Your instructions: Among the entries below, how many lines include "served"? Give the number alone.

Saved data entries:
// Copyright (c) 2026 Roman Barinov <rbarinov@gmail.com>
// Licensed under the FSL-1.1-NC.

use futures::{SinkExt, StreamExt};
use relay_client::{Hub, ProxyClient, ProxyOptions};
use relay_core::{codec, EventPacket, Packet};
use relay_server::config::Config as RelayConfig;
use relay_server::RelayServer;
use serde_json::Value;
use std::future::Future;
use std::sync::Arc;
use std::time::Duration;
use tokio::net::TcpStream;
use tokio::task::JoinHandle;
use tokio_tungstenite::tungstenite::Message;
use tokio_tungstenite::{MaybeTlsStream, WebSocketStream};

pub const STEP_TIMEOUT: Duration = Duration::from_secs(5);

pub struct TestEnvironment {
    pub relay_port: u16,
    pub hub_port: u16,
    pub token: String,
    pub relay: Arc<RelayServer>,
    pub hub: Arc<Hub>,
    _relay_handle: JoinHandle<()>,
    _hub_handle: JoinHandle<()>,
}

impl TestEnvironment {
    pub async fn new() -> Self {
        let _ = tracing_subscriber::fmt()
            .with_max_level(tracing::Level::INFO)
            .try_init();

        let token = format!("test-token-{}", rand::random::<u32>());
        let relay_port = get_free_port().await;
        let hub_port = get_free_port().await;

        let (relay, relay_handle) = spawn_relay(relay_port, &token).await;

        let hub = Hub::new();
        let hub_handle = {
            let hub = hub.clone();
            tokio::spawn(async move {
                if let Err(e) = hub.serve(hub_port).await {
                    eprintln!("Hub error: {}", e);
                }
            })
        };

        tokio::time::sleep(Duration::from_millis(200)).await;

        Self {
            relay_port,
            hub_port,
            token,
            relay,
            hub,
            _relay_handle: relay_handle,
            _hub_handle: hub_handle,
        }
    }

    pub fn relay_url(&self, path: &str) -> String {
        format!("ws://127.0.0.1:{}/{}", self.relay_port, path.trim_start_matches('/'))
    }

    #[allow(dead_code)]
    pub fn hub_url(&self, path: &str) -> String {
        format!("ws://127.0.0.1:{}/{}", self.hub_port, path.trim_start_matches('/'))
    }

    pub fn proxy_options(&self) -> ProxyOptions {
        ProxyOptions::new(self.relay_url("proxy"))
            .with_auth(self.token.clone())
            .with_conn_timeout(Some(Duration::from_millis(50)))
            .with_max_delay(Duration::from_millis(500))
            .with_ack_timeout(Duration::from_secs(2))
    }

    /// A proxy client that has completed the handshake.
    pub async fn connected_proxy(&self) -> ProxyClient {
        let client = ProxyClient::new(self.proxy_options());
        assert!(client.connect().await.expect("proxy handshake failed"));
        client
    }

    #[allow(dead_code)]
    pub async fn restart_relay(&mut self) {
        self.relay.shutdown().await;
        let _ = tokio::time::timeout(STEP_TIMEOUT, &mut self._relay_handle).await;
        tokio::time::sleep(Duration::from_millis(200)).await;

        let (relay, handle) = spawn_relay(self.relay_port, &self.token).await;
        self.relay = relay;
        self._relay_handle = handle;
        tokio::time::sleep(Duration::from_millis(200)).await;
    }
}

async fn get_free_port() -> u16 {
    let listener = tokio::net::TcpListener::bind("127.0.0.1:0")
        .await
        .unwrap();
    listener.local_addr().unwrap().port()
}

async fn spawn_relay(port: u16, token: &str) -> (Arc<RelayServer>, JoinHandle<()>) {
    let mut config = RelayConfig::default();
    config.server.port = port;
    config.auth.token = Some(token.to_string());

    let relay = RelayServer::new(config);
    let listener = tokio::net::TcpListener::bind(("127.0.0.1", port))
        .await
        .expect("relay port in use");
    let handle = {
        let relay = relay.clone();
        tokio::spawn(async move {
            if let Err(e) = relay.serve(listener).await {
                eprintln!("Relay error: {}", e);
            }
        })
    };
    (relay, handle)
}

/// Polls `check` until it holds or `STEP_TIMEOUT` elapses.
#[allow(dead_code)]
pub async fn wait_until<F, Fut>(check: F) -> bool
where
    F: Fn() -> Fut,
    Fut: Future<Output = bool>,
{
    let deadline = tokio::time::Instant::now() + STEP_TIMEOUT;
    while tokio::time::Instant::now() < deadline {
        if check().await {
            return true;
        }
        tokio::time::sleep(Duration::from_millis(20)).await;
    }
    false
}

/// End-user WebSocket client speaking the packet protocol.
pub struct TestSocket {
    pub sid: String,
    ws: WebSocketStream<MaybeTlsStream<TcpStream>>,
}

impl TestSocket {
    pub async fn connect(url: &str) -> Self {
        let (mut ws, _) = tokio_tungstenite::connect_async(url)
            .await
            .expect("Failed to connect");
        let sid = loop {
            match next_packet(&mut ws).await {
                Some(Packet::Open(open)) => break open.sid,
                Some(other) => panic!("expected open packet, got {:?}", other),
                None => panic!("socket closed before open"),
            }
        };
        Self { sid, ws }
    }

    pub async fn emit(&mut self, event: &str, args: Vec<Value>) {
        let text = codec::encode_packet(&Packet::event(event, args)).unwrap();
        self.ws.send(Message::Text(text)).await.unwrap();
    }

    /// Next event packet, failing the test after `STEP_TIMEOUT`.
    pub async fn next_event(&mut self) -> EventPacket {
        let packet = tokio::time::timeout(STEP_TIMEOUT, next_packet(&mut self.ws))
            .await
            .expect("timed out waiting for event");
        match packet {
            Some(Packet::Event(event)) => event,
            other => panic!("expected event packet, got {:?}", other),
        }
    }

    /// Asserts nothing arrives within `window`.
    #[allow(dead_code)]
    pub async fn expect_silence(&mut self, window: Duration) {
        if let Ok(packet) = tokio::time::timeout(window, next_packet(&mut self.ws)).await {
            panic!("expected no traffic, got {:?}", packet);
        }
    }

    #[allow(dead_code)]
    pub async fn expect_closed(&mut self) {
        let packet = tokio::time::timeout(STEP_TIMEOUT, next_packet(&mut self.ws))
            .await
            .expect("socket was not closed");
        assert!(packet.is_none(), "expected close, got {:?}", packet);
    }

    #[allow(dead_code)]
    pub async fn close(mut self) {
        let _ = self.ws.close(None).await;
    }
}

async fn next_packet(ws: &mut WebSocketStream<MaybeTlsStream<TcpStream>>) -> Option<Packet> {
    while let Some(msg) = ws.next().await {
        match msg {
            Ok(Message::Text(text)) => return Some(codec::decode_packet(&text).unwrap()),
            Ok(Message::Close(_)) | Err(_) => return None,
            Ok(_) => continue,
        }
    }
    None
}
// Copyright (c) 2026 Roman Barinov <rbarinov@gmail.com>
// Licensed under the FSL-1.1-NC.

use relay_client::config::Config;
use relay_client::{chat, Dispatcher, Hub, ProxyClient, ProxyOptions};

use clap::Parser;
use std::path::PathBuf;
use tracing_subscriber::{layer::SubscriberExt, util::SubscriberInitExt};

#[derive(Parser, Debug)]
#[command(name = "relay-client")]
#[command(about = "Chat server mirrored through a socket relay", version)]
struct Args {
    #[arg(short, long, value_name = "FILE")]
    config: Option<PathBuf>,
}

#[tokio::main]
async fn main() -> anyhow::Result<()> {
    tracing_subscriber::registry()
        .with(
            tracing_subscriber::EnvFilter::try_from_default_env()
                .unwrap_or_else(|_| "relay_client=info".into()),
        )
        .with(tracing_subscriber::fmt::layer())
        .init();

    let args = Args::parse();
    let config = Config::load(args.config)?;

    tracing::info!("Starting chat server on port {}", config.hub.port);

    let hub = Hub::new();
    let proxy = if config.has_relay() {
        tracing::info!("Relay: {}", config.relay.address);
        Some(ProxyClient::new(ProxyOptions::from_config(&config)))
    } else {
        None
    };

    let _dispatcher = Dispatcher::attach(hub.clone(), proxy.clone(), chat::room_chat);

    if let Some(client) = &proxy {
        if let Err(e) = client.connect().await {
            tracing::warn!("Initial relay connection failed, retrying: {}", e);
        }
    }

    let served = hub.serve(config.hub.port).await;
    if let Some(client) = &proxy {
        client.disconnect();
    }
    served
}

Answer space: 2